Saiu o randomizado da ivermectina que mostra até 90% de eficácia, diz boato (Foto: Reprodução/Facebook)

Boato – Acabou de sair o estudo randomizado que prova que a ivermectina e a hidroxicloroquina são eficazes contra a Covid-19. Isso ocorreu em junho de 2022, a FDA aprovou os remédios e a Novartis vai, para desespero da “bigfarma” das vacinas, doar comprimidos.

Olhando de longe, podemos atestar que um dos tipos de boatos mais criminosos do primeiro ano de pandemia é o que apontava que a Covid-19 seria superada com remédios como ivermectina e hidroxicloroquina e não com a vacina. Mais esquisito do que isso é saber que, em pleno 2022, ainda tem gente que compartilha essas fake news que tanto enganaram e custaram vidas.

A história que vimos viralizar na internet aponta que “finalmente” saiu o teste randomizado que prova que a ivermectina e a hidroxicloroquina são eficazes contra a Covid-19. No mesmo texto, há a “informação” de uma “jornalista” que aponta que a FDA aprovou os remédios e, ainda, que a Novartis iria doar comprimidos. Não faltou, também, ataques a “fabricantes de vacinas”. Leia:

NOTÍCIA PÉSSIMA PARA AS BIGFARMAS FABRICANTES DE “VACINAS”, AGORA INICIA A QUEDA DESSA QUADRILHA COM OBJETIVO DE ANGARIAR BILHOES DE DÓLARES DOS GOVERNOS NO MUNDO TODO…. e pra tristeza dos esquerdopatas. ESTUDO OFICIAL CONCLUÍDO EM 01/06/2022 (clique na imagem para ver) INFORMAÇÃO DE AGORA do SITE OFICIAL indicado abaixo.

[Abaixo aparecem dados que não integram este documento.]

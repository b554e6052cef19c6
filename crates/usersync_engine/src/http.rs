//! HTTP user source.
//!
//! The actual HTTP client is abstracted via a trait so the engine does not
//! depend on any particular HTTP library. The CLI plugs in a `reqwest`
//! blocking client.

use crate::config::SyncConfig;
use crate::error::{FetchError, FetchResult};
use crate::source::{RemotePage, RemoteUserSource};
use parking_lot::RwLock;
use tracing::debug;
use usersync_protocol::{ProtocolError, UsersPage};

/// A raw HTTP response.
#[derive(Debug, Clone, PartialEq, Eq)]
pub struct HttpResponse {
    /// Status code.
    pub status: u16,
    /// Response body.
    pub body: Vec<u8>,
}

impl HttpResponse {
    /// Creates a response.
    pub fn new(status: u16, body: impl Into<Vec<u8>>) -> Self {
        Self {
            status,
            body: body.into(),
        }
    }

    /// Returns true for 2xx status codes.
    pub fn is_success(&self) -> bool {
        (200..300).contains(&self.status)
    }
}

/// HTTP client abstraction.
///
/// Implement this trait to provide the actual HTTP transport. An `Err` means
/// no response was received at all (DNS, connect, timeout).
pub trait HttpClient: Send + Sync {
    /// Sends a GET request.
    fn get(&self, url: &str) -> Result<HttpResponse, String>;
}

/// A [`RemoteUserSource`] that reads `GET <base>/users?page=<n>`.
pub struct HttpUserSource<C: HttpClient> {
    config: SyncConfig,
    client: C,
    last_error: RwLock<Option<String>>,
}

impl<C: HttpClient> HttpUserSource<C> {
    /// Creates a source using the configured base URL.
    pub fn new(config: SyncConfig, client: C) -> Self {
        Self {
            config,
            client,
            last_error: RwLock::new(None),
        }
    }

    /// Returns the base URL.
    pub fn base_url(&self) -> &str {
        &self.config.base_url
    }

    /// Returns the client.
    pub fn client(&self) -> &C {
        &self.client
    }

    /// Returns the message of the last failed request.
    pub fn last_error(&self) -> Option<String> {
        self.last_error.read().clone()
    }

    fn fail(&self, error: FetchError) -> FetchError {
        *self.last_error.write() = Some(error.to_string());
        error
    }
}

impl<C: HttpClient> RemoteUserSource for HttpUserSource<C> {
    fn fetch_page(&self, page: u32) -> FetchResult<RemotePage> {
        let url = self.config.page_url(page);
        debug!(%url, "requesting user page");

        let response = self
            .client
            .get(&url)
            .map_err(|message| self.fail(FetchError::Transport { page, message }))?;

        if !response.is_success() {
            return Err(self.fail(FetchError::Unsuccessful {
                page,
                status: response.status,
            }));
        }

        let decoded = match UsersPage::decode(&response.body) {
            Ok(decoded) => decoded,
            Err(ProtocolError::EmptyBody) => {
                return Err(self.fail(FetchError::Unsuccessful {
                    page,
                    status: response.status,
                }))
            }
            Err(e) => return Err(self.fail(FetchError::transport(page, e.to_string()))),
        };

        *self.last_error.write() = None;
        Ok(decoded.into())
    }
}

#[cfg(test)]
mod tests {
    use super::*;
    use parking_lot::Mutex;
    use usersync_protocol::UserId;

    #[derive(Default)]
    struct ScriptedClient {
        responses: Mutex<Vec<Result<HttpResponse, String>>>,
        urls: Mutex<Vec<String>>,
    }

    impl ScriptedClient {
        fn respond(self, response: Result<HttpResponse, String>) -> Self {
            self.responses.lock().push(response);
            self
        }
    }

    impl HttpClient for ScriptedClient {
        fn get(&self, url: &str) -> Result<HttpResponse, String> {
            self.urls.lock().push(url.to_string());
            self.responses.lock().remove(0)
        }
    }

    const PAGE_1: &str = r#"{"page":1,"per_page":2,"total":3,"total_pages":2,"data":[
        {"id":1,"email":"george.bluth@reqres.in","first_name":"George","last_name":"Bluth","avatar":"https://reqres.in/img/faces/1-image.jpg"},
        {"id":2,"email":"janet.weaver@reqres.in","first_name":"Janet","last_name":"Weaver","avatar":"https://reqres.in/img/faces/2-image.jpg"}]}"#;

    fn source(client: ScriptedClient) -> HttpUserSource<ScriptedClient> {
        HttpUserSource::new(SyncConfig::new("https://users.test/api"), client)
    }

    #[test]
    fn fetches_and_decodes_page() {
        let source = source(ScriptedClient::default().respond(Ok(HttpResponse::new(200, PAGE_1))));

        let page = source.fetch_page(1).unwrap();
        assert_eq!(page.total_pages, Some(2));
        assert_eq!(page.users.len(), 2);
        assert_eq!(page.users[1].id, UserId::new(2));
        assert_eq!(page.users[1].full_name(), "Janet Weaver");
        assert_eq!(
            *source.client().urls.lock(),
            vec!["https://users.test/api/users?page=1".to_string()]
        );
        assert_eq!(source.last_error(), None);
    }

    #[test]
    fn non_success_status_is_unsuccessful() {
        let source = source(ScriptedClient::default().respond(Ok(HttpResponse::new(404, "{}"))));

        let err = source.fetch_page(3).unwrap_err();
        assert_eq!(err, FetchError::Unsuccessful { page: 3, status: 404 });
        assert!(source.last_error().is_some());
    }

    #[test]
    fn empty_body_is_unsuccessful() {
        let source = source(ScriptedClient::default().respond(Ok(HttpResponse::new(200, ""))));

        let err = source.fetch_page(1).unwrap_err();
        assert_eq!(err, FetchError::Unsuccessful { page: 1, status: 200 });
    }

    #[test]
    fn client_failure_is_transport() {
        let source =
            source(ScriptedClient::default().respond(Err("connection refused".to_string())));

        let err = source.fetch_page(2).unwrap_err();
        assert_eq!(err, FetchError::transport(2, "connection refused"));
        assert_eq!(source.last_error().unwrap(), err.to_string());
    }

    #[test]
    fn undecodable_body_is_transport() {
        let source = source(
            ScriptedClient::default().respond(Ok(HttpResponse::new(200, "<html>oops</html>"))),
        );

        assert!(matches!(
            source.fetch_page(1),
            Err(FetchError::Transport { page: 1, .. })
        ));
    }

    #[test]
    fn success_clears_last_error() {
        let source = source(
            ScriptedClient::default()
                .respond(Err("timeout".to_string()))
                .respond(Ok(HttpResponse::new(200, PAGE_1))),
        );

        assert!(source.fetch_page(1).is_err());
        assert!(source.last_error().is_some());
        assert!(source.fetch_page(1).is_ok());
        assert_eq!(source.last_error(), None);
    }
}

Saiu o teste oficial randomizado da IVERMECTINA. Também foi aprovada a Hidroxicloroquina. Não conseguiram esconder mais a eficácia de ambas as drogas, que estavam sendo desacreditadas de maneira leviana por serem baratas. RESULTADOS OFICIAIS COMPROVARAM: ambas as drogas se mostraram mais eficazes do que as “vacinas COVID-19″(medicamentos experimentais de RNA Mensageiro). Pronto, está aí a eficácia e a comprovação científica: https://ivmmeta.com/

PRA QUEM QUERIA “CIÊNCIA”, ESTÁ AÍ. Até: 90% de eficácia na profilaxia. 80% no tratamento precoce. 50% no tratamento tardio (entubados). Notícia saída agora do forno: A jornalista Elisa Robson escreveu: O FDA, a agência americana de regulamentação de remédios, aprovou o uso de hidroxicloroquina e ivermectina em todos os pacientes com a Covid-19. O CEO da Novartis anunciou que já tem em mãos os resultados de pesquisas que comprovam que a hidroxicloroquina mata o vírus.

Tanto que a empresa vai doar 130 milhões de doses. O custo médio do medicamento no mundo é de US$ 4,65 por mês. O fato é que, desde o começo, o coronavírus foi usado politicamente. Portanto, para muitos agentes políticos (tanto os que militam em partidos, quanto os que estão no comando de instituições como a OMS ou nas redações dos jornais) as notícias acima são, na verdade, um desastre. DIVULGUE AGORA. SÃO ESSAS NOTÍCIAS QUE DEVEMOS REPASSAR PARA NOSSOS AMIGOS E FAMILIARES.

Saiu o randomizado da ivermectina e hidroxicloroquina em 2022, FDA aprovou e Novartis vai doar comprimidos?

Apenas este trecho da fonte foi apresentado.